Action item: Some lines in the data below hold the string "Tolerated". Report how many, as a bare number.

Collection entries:
┌────────

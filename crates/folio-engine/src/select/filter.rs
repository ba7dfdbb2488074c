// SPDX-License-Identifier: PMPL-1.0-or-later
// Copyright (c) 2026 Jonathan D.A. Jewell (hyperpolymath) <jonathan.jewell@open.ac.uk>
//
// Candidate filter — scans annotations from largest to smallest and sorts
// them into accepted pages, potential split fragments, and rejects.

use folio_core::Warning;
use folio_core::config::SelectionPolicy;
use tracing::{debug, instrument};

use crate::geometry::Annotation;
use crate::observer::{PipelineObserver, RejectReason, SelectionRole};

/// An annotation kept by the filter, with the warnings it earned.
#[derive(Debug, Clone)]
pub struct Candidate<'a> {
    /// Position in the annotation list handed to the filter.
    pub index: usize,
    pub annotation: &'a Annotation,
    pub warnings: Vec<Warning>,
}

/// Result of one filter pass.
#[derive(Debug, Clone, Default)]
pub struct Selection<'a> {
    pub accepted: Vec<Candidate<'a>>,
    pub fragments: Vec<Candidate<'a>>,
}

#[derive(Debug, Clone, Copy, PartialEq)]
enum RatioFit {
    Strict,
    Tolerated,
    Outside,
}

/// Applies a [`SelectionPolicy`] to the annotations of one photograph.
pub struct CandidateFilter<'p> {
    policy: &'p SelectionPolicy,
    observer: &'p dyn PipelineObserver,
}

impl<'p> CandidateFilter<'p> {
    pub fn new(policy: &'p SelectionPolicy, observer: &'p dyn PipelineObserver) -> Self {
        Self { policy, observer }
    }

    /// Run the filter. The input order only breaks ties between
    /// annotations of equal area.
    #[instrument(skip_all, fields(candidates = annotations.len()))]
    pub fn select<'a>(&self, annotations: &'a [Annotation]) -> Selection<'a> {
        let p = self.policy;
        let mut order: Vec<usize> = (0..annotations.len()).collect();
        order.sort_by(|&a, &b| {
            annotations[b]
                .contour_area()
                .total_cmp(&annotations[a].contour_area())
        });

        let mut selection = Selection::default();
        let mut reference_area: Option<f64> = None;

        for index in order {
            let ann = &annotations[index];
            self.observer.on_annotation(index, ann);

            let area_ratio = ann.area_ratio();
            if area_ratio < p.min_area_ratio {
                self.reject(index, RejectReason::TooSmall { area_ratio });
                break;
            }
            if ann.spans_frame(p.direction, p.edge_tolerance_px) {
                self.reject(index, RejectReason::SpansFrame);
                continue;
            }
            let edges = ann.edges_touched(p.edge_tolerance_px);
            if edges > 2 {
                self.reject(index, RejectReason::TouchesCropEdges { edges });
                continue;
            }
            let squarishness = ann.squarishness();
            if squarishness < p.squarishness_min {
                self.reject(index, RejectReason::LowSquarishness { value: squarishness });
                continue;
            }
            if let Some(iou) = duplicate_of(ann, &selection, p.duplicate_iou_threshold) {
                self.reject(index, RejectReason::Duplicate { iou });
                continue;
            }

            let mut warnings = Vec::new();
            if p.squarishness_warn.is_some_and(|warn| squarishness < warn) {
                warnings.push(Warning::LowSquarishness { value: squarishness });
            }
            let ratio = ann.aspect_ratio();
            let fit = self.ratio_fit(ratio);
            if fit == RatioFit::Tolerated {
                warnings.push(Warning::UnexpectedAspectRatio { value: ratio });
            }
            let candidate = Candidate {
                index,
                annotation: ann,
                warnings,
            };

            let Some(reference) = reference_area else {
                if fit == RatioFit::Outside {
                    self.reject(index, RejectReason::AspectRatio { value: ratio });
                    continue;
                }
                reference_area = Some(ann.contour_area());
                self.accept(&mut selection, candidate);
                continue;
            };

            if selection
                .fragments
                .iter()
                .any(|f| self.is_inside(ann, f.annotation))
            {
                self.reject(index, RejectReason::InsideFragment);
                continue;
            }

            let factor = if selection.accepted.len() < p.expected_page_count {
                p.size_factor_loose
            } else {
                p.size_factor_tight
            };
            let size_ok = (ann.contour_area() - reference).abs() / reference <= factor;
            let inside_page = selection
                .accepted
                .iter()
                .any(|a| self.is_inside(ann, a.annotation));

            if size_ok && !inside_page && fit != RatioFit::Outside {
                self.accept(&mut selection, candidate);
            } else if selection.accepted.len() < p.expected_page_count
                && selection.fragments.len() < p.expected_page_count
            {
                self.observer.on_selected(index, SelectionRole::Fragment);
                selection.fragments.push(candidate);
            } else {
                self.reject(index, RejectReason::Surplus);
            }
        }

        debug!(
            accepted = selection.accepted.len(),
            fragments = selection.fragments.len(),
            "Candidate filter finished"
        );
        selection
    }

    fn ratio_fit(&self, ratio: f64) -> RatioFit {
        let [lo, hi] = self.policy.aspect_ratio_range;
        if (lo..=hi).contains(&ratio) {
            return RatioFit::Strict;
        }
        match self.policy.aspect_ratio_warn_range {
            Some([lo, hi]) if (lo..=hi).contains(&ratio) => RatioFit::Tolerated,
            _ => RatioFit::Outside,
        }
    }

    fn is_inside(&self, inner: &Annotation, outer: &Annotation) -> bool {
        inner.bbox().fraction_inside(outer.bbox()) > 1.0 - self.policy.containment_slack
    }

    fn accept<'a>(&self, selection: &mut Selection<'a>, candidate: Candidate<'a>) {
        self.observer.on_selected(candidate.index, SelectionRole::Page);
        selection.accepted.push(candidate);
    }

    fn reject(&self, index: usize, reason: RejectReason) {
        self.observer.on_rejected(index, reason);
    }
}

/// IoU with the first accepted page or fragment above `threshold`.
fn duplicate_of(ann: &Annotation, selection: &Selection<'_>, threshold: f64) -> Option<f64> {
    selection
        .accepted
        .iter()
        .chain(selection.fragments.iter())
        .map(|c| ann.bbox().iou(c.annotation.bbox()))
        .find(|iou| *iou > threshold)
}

└────────
┌────────

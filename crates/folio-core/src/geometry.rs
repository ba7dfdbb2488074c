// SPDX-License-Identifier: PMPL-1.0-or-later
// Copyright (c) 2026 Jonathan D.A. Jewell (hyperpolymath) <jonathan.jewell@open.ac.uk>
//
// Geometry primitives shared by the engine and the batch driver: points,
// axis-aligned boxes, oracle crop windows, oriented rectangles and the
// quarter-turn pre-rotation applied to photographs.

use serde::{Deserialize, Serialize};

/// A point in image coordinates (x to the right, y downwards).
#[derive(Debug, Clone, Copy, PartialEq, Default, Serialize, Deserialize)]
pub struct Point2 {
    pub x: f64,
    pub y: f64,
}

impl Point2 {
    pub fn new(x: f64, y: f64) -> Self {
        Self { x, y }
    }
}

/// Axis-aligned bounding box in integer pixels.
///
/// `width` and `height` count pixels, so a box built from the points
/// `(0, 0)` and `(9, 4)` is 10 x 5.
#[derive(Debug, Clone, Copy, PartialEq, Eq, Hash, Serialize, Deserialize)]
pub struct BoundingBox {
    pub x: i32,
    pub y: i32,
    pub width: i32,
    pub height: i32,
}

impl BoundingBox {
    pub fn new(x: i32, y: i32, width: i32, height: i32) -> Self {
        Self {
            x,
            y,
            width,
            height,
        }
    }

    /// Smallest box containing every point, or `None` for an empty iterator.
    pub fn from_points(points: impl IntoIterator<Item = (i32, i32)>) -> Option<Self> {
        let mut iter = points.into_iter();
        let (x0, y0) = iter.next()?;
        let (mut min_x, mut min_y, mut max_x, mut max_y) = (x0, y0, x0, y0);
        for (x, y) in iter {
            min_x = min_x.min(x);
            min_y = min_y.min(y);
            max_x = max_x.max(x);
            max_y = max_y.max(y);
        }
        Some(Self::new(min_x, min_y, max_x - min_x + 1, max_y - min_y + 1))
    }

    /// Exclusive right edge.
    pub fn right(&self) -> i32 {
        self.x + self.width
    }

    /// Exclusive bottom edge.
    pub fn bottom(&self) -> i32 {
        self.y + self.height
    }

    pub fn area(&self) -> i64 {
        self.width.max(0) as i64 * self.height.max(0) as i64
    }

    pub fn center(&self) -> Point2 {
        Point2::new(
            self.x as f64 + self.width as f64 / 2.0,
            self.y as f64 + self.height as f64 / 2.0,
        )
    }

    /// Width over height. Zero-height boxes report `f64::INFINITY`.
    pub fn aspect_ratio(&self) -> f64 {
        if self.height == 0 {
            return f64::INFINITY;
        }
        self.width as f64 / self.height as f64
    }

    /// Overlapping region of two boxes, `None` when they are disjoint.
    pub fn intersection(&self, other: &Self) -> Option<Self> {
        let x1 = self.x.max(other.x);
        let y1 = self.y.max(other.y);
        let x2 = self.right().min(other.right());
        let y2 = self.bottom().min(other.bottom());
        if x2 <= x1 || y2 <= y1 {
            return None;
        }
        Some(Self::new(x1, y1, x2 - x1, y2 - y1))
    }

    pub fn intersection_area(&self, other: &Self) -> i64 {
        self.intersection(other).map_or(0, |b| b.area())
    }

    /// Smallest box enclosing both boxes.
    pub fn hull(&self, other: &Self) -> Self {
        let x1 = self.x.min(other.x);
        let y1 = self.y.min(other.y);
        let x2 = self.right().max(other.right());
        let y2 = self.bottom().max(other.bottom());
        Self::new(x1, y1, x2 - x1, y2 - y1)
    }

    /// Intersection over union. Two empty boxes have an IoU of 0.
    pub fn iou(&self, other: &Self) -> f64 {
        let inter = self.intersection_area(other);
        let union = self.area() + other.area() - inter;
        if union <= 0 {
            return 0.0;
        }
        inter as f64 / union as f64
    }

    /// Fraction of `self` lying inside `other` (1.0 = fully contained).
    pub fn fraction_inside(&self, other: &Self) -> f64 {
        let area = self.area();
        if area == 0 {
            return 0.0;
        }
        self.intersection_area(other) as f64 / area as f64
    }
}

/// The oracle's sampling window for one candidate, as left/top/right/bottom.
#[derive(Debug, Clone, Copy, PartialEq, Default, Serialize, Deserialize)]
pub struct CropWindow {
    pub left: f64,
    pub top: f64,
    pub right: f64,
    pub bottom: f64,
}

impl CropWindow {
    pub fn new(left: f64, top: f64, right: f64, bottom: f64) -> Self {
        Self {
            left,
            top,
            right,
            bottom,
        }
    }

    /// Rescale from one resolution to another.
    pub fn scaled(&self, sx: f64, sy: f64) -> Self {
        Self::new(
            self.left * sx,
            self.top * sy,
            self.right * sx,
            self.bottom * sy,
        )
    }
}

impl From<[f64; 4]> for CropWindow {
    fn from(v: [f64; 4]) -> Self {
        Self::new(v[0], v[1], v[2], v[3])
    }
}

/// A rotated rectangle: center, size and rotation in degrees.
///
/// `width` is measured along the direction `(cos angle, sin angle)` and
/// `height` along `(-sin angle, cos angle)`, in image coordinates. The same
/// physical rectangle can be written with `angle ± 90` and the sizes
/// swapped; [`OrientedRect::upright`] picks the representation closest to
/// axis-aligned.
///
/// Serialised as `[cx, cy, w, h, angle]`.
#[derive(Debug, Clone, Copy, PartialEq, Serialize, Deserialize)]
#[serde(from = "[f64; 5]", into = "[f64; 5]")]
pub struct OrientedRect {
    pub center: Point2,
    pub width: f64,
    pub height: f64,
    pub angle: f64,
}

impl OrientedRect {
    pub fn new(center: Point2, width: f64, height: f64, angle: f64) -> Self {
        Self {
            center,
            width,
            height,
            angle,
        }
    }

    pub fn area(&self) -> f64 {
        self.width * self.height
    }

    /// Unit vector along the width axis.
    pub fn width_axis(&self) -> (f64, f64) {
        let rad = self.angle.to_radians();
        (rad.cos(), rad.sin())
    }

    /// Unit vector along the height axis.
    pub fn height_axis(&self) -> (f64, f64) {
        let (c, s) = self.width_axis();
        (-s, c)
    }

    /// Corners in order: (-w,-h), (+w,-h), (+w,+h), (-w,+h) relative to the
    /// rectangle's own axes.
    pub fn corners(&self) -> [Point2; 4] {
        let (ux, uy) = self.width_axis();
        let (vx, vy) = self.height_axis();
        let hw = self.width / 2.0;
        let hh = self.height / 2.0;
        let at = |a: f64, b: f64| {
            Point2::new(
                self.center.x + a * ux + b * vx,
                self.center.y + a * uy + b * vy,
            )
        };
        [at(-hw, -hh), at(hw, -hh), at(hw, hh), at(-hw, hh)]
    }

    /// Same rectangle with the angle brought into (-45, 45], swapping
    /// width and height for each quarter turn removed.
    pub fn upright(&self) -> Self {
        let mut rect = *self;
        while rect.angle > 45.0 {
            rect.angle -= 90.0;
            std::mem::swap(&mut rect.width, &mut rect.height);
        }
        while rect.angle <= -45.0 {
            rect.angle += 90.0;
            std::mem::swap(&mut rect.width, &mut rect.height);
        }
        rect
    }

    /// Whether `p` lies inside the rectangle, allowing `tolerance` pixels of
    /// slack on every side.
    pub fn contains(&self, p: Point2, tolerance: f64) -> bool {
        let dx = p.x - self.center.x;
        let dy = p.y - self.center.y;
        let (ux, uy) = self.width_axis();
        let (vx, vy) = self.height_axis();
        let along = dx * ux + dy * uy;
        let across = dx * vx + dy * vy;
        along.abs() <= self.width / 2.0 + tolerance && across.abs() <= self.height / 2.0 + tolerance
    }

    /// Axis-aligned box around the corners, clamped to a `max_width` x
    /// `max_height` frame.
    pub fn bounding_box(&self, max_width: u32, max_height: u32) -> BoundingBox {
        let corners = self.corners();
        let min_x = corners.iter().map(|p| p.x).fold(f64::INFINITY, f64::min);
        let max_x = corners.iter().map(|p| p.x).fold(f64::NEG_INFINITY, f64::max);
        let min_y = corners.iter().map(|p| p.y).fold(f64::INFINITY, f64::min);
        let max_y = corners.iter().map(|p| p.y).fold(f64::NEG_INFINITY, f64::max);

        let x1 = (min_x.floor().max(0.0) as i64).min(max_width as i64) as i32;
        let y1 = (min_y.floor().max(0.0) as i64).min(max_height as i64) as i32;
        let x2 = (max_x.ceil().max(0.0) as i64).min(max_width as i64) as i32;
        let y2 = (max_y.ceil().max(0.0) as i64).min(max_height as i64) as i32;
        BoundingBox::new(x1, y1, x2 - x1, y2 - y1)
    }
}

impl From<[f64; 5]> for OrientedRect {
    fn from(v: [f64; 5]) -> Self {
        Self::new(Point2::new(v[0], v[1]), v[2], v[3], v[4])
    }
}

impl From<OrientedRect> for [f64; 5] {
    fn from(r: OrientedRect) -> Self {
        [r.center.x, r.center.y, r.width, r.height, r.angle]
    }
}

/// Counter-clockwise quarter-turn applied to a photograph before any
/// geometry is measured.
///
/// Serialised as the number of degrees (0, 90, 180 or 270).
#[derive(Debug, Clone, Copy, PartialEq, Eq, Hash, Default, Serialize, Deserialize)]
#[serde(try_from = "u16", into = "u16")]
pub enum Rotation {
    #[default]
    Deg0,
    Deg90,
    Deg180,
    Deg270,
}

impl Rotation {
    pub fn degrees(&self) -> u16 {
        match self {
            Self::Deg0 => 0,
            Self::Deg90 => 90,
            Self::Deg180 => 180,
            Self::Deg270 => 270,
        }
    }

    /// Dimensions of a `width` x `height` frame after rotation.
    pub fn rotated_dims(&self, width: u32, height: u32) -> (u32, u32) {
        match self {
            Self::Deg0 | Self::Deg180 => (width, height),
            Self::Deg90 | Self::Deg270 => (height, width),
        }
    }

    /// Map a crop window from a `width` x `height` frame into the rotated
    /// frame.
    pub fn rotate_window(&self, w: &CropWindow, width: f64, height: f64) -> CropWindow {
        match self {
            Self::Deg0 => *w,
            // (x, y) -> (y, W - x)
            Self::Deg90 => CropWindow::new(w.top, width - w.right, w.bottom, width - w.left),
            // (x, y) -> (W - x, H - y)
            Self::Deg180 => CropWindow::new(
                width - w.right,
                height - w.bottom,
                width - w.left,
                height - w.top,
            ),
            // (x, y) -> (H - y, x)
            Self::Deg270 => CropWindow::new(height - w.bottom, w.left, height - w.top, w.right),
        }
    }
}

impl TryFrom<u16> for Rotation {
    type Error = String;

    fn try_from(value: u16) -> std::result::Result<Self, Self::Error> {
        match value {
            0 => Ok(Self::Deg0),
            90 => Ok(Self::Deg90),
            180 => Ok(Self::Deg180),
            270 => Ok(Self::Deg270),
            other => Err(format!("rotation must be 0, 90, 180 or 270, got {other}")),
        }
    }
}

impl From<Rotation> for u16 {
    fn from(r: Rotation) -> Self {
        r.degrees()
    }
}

└────────

Answer box: 3